#### [WHAT TO PRODUCE]
Exactly as written, print each of the entries.

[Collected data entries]
'''

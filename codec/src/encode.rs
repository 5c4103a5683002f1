//! Encoding half of the codec.
//!
//! [`Encoder`] appends the tagged encoding of [`Value`]s to a growable
//! buffer. Packed types receive an `Encoder` in [`Packed::dump`] and may
//! mix tagged writes with raw payload writes to lay out their own bytes.
//!
//! [`Packed::dump`]: crate::Packed::dump

use crate::error::EncodeError;
use crate::record::FieldWriter;
use crate::registry::TypeRegistry;
use crate::tag::Tag;
use crate::value::{AnyObject, Value, ValueMap, ValueSet};
use crate::varint::write_varint;

/// Append-only writer for the tagged wire format.
pub struct Encoder<'r> {
    registry: &'r TypeRegistry,
    buf: Vec<u8>,
    depth: usize,
}

impl<'r> Encoder<'r> {
    /// Create an encoder that resolves registered objects through `registry`.
    pub fn new(registry: &'r TypeRegistry) -> Self {
        Self {
            registry,
            buf: Vec::new(),
            depth: 0,
        }
    }

    /// A fresh encoder for a nested payload. Nesting depth carries over.
    fn child(&self) -> Encoder<'r> {
        Encoder {
            registry: self.registry,
            buf: Vec::new(),
            depth: self.depth,
        }
    }

    pub fn registry(&self) -> &'r TypeRegistry {
        self.registry
    }

    /// Bytes written so far.
    pub fn as_bytes(&self) -> &[u8] {
        &self.buf
    }

    pub fn len(&self) -> usize {
        self.buf.len()
    }

    pub fn is_empty(&self) -> bool {
        self.buf.is_empty()
    }

    pub fn into_bytes(self) -> Vec<u8> {
        self.buf
    }

    // -----------------------------------------------------------------------
    // Tagged values
    // -----------------------------------------------------------------------

    /// Write the full tagged encoding of `value`.
    pub fn write(&mut self, value: &Value) -> Result<(), EncodeError> {
        let tag = value.tag();
        self.write_tag(tag);
        self.write_payload(value)?;
        Ok(())
    }

    /// Write `value` without its tag byte, returning the tag the reader
    /// must supply to [`Decoder::read_untagged`](crate::Decoder::read_untagged).
    pub fn write_untagged(&mut self, value: &Value) -> Result<Tag, EncodeError> {
        self.write_payload(value)?;
        Ok(value.tag())
    }

    /// Tagged integer, choosing the tag by sign.
    pub fn write_int(&mut self, value: i64) -> Result<(), EncodeError> {
        if value >= 0 {
            self.write_tag(Tag::UInt);
        } else {
            self.write_tag(Tag::NegInt);
        }
        self.write_int_payload(value)
    }

    /// Tagged length or count prefix.
    pub fn write_len(&mut self, len: usize) {
        self.write_tag(Tag::UInt);
        self.write_varint(len as u64);
    }

    pub fn write_float(&mut self, value: f32) {
        self.write_tag(Tag::Float);
        self.write_raw(&value.to_le_bytes());
    }

    pub fn write_text(&mut self, text: &str) {
        self.write_tag(Tag::Text);
        self.write_len(text.len());
        self.write_raw(text.as_bytes());
    }

    pub fn write_bytes(&mut self, bytes: &[u8]) {
        self.write_tag(Tag::Bytes);
        self.write_len(bytes.len());
        self.write_raw(bytes);
    }

    // -----------------------------------------------------------------------
    // Raw building blocks
    // -----------------------------------------------------------------------

    pub fn write_tag(&mut self, tag: Tag) {
        self.buf.push(tag.byte());
    }

    /// Bare varint, no tag.
    pub fn write_varint(&mut self, value: u64) {
        write_varint(value, &mut self.buf);
    }

    pub fn write_raw(&mut self, bytes: &[u8]) {
        self.buf.extend_from_slice(bytes);
    }

    // -----------------------------------------------------------------------
    // Payloads
    // -----------------------------------------------------------------------

    fn write_int_payload(&mut self, value: i64) -> Result<(), EncodeError> {
        if value >= 0 {
            self.write_varint(value as u64);
            return Ok(());
        }
        let narrow = i32::try_from(value).map_err(|_| EncodeError::IntegerOutOfRange {
            value: value.into(),
        })?;
        self.write_raw(&narrow.to_le_bytes());
        Ok(())
    }

    fn write_payload(&mut self, value: &Value) -> Result<(), EncodeError> {
        match value {
            Value::Null | Value::Bool(_) => Ok(()),
            Value::Int(v) => self.write_int_payload(*v),
            Value::Float(v) => {
                self.write_raw(&v.to_le_bytes());
                Ok(())
            }
            Value::Text(s) => {
                self.write_len(s.len());
                self.write_raw(s.as_bytes());
                Ok(())
            }
            Value::Bytes(b) => {
                self.write_len(b.len());
                self.write_raw(b);
                Ok(())
            }
            Value::List(items) | Value::Tuple(items) => {
                self.nested(|enc| enc.write_items(items.iter(), items.len()))
            }
            Value::Set(set) => self.nested(|enc| enc.write_set(set)),
            Value::Map(map) => self.nested(|enc| enc.write_map(map)),
            Value::Record(obj) => self.nested(|enc| enc.write_record(obj)),
            Value::Packed(obj) => self.nested(|enc| enc.write_packed(obj)),
        }
    }

    fn nested(
        &mut self,
        f: impl FnOnce(&mut Self) -> Result<(), EncodeError>,
    ) -> Result<(), EncodeError> {
        let limit = self.registry.config().max_depth;
        if self.depth >= limit {
            return Err(EncodeError::DepthLimitExceeded { limit });
        }
        self.depth += 1;
        let result = f(self);
        self.depth -= 1;
        result
    }

    fn write_items<'v>(
        &mut self,
        items: impl Iterator<Item = &'v Value>,
        count: usize,
    ) -> Result<(), EncodeError> {
        self.write_len(count);
        for item in items {
            self.write(item)?;
        }
        Ok(())
    }

    fn write_set(&mut self, set: &ValueSet) -> Result<(), EncodeError> {
        if let Some(bad) = set.iter().find(|v| !v.is_hashable()) {
            return Err(EncodeError::InvalidKeyType { kind: bad.kind() });
        }
        self.write_items(set.iter(), set.len())
    }

    fn write_map(&mut self, map: &ValueMap) -> Result<(), EncodeError> {
        self.write_len(map.len());
        for (key, value) in map.iter() {
            if !key.is_hashable() {
                return Err(EncodeError::InvalidKeyType { kind: key.kind() });
            }
            self.write(key)?;
            self.write(value)?;
        }
        Ok(())
    }

    /// `O`, name, then the field mapping in declaration order.
    fn write_record(&mut self, obj: &AnyObject) -> Result<(), EncodeError> {
        let registry = self.registry;
        let entry = registry.record_by_type(obj.type_id()).ok_or(
            EncodeError::UnsupportedValueType {
                type_name: obj.type_name(),
            },
        )?;

        let mut writer = FieldWriter::new(&entry.name, entry.fields, &entry.excluded);
        (entry.encode)(obj.as_any(), &mut writer)?;
        let fields = writer.finish()?;

        self.write_text(&entry.name);
        self.write_tag(Tag::Map);
        self.write_len(fields.len());
        for (name, value) in &fields {
            self.write_text(name);
            self.write(value)?;
        }
        Ok(())
    }

    /// `U`, name, payload length, then the payload from `dump`.
    fn write_packed(&mut self, obj: &AnyObject) -> Result<(), EncodeError> {
        let registry = self.registry;
        let entry = registry.packed_by_type(obj.type_id()).ok_or(
            EncodeError::UnsupportedValueType {
                type_name: obj.type_name(),
            },
        )?;

        let mut child = self.child();
        (entry.dump)(obj.as_any(), &mut child)?;

        self.write_text(&entry.name);
        self.write_len(child.buf.len());
        self.write_raw(&child.buf);
        Ok(())
    }
}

'''

#### [RESULT BELOW]
filename codec/src/encode.rs
repository 5c4103a5683002f1
//! Encoding half of the codec.
//!
//! [`Encoder`] appends the tagged encoding of [`Value`]s to a growable
//! buffer. Packed types receive an `Encoder` in [`Packed::dump`] and may
//! mix tagged writes with raw payload writes to lay out their own bytes.
//!
//! [`Packed::dump`]: crate::Packed::dump

use crate::error::EncodeError;
use crate::record::FieldWriter;
use crate::registry::TypeRegistry;
use crate::tag::Tag;
use crate::value::{AnyObject, Value, ValueMap, ValueSet};
use crate::varint::write_varint;

/// Append-only writer for the tagged wire format.
pub struct Encoder<'r> {
    registry: &'r TypeRegistry,
    buf: Vec<u8>,
    depth: usize,
}

impl<'r> Encoder<'r> {
    /// Create an encoder that resolves registered objects through `registry`.
    pub fn new(registry: &'r TypeRegistry) -> Self {
        Self {
            registry,
            buf: Vec::new(),
            depth: 0,
        }
    }

    /// A fresh encoder for a nested payload. Nesting depth carries over.
    fn child(&self) -> Encoder<'r> {
        Encoder {
            registry: self.registry,
            buf: Vec::new(),
            depth: self.depth,
        }
    }

    pub fn registry(&self) -> &'r TypeRegistry {
        self.registry
    }

    /// Bytes written so far.
    pub fn as_bytes(&self) -> &[u8] {
        &self.buf
    }

    pub fn len(&self) -> usize {
        self.buf.len()
    }

    pub fn is_empty(&self) -> bool {
        self.buf.is_empty()
    }

    pub fn into_bytes(self) -> Vec<u8> {
        self.buf
    }

    // -----------------------------------------------------------------------
    // Tagged values
    // -----------------------------------------------------------------------

    /// Write the full tagged encoding of `value`.
    pub fn write(&mut self, value: &Value) -> Result<(), EncodeError> {
        let tag = value.tag();
        self.write_tag(tag);
        self.write_payload(value)?;
        Ok(())
    }

    /// Write `value` without its tag byte, returning the tag the reader
    /// must supply to [`Decoder::read_untagged`](crate::Decoder::read_untagged).
    pub fn write_untagged(&mut self, value: &Value) -> Result<Tag, EncodeError> {
        self.write_payload(value)?;
        Ok(value.tag())
    }

    /// Tagged integer, choosing the tag by sign.
    pub fn write_int(&mut self, value: i64) -> Result<(), EncodeError> {
        if value >= 0 {
            self.write_tag(Tag::UInt);
        } else {
            self.write_tag(Tag::NegInt);
        }
        self.write_int_payload(value)
    }

    /// Tagged length or count prefix.
    pub fn write_len(&mut self, len: usize) {
        self.write_tag(Tag::UInt);
        self.write_varint(len as u64);
    }

    pub fn write_float(&mut self, value: f32) {
        self.write_tag(Tag::Float);
        self.write_raw(&value.to_le_bytes());
    }

    pub fn write_text(&mut self, text: &str) {
        self.write_tag(Tag::Text);
        self.write_len(text.len());
        self.write_raw(text.as_bytes());
    }

    pub fn write_bytes(&mut self, bytes: &[u8]) {
        self.write_tag(Tag::Bytes);
        self.write_len(bytes.len());
        self.write_raw(bytes);
    }

    // -----------------------------------------------------------------------
    // Raw building blocks
    // -----------------------------------------------------------------------

    pub fn write_tag(&mut self, tag: Tag) {
        self.buf.push(tag.byte());
    }

    /// Bare varint, no tag.
    pub fn write_varint(&mut self, value: u64) {
        write_varint(value, &mut self.buf);
    }

    pub fn write_raw(&mut self, bytes: &[u8]) {
        self.buf.extend_from_slice(bytes);
    }

    // -----------------------------------------------------------------------
    // Payloads
    // -----------------------------------------------------------------------

    fn write_int_payload(&mut self, value: i64) -> Result<(), EncodeError> {
        if value >= 0 {
            self.write_varint(value as u64);
            return Ok(());
        }
        let narrow = i32::try_from(value).map_err(|_| EncodeError::IntegerOutOfRange {
            value: value.into(),
        })?;
        self.write_raw(&narrow.to_le_bytes());
        Ok(())
    }

    fn write_payload(&mut self, value: &Value) -> Result<(), EncodeError> {
        match value {
            Value::Null | Value::Bool(_) => Ok(()),
            Value::Int(v) => self.write_int_payload(*v),
            Value::Float(v) => {
                self.write_raw(&v.to_le_bytes());
                Ok(())
            }
            Value::Text(s) => {
                self.write_len(s.len());
                self.write_raw(s.as_bytes());
                Ok(())
            }
            Value::Bytes(b) => {
                self.write_len(b.len());
                self.write_raw(b);
                Ok(())
            }
            Value::List(items) | Value::Tuple(items) => {
                self.nested(|enc| enc.write_items(items.iter(), items.len()))
            }
            Value::Set(set) => self.nested(|enc| enc.write_set(set)),
            Value::Map(map) => self.nested(|enc| enc.write_map(map)),
            Value::Record(obj) => self.nested(|enc| enc.write_record(obj)),
            Value::Packed(obj) => self.nested(|enc| enc.write_packed(obj)),
        }
    }

    fn nested(
        &mut self,
        f: impl FnOnce(&mut Self) -> Result<(), EncodeError>,
    ) -> Result<(), EncodeError> {
        let limit = self.registry.config().max_depth;
        if self.depth >= limit {
            return Err(EncodeError::DepthLimitExceeded { limit });
        }
        self.depth += 1;
        let result = f(self);
        self.depth -= 1;
        result
    }

    fn write_items<'v>(
        &mut self,
        items: impl Iterator<Item = &'v Value>,
        count: usize,
    ) -> Result<(), EncodeError> {
        self.write_len(count);
        for item in items {
            self.write(item)?;
        }
        Ok(())
    }

    fn write_set(&mut self, set: &ValueSet) -> Result<(), EncodeError> {
        if let Some(bad) = set.iter().find(|v| !v.is_hashable()) {
            return Err(EncodeError::InvalidKeyType { kind: bad.kind() });
        }
        self.write_items(set.iter(), set.len())
    }

    fn write_map(&mut self, map: &ValueMap) -> Result<(), EncodeError> {
        self.write_len(map.len());
        for (key, value) in map.iter() {
            if !key.is_hashable() {
                return Err(EncodeError::InvalidKeyType { kind: key.kind() });
            }
            self.write(key)?;
            self.write(value)?;
        }
        Ok(())
    }

    /// `O`, name, then the field mapping in declaration order.
    fn write_record(&mut self, obj: &AnyObject) -> Result<(), EncodeError> {
        let registry = self.registry;
        let entry = registry.record_by_type(obj.type_id()).ok_or(
            EncodeError::UnsupportedValueType {
                type_name: obj.type_name(),
            },
        )?;

        let mut writer = FieldWriter::new(&entry.name, entry.fields, &entry.excluded);
        (entry.encode)(obj.as_any(), &mut writer)?;
        let fields = writer.finish()?;

        self.write_text(&entry.name);
        self.write_tag(Tag::Map);
        self.write_len(fields.len());
        for (name, value) in &fields {
            self.write_text(name);
            self.write(value)?;
        }
        Ok(())
    }

    /// `U`, name, payload length, then the payload from `dump`.
    fn write_packed(&mut self, obj: &AnyObject) -> Result<(), EncodeError> {
        let registry = self.registry;
        let entry = registry.packed_by_type(obj.type_id()).ok_or(
            EncodeError::UnsupportedValueType {
                type_name: obj.type_name(),
            },
        )?;

        let mut child = self.child();
        (entry.dump)(obj.as_any(), &mut child)?;

        self.write_text(&entry.name);
        self.write_len(child.buf.len());
        self.write_raw(&child.buf);
        Ok(())
    }
}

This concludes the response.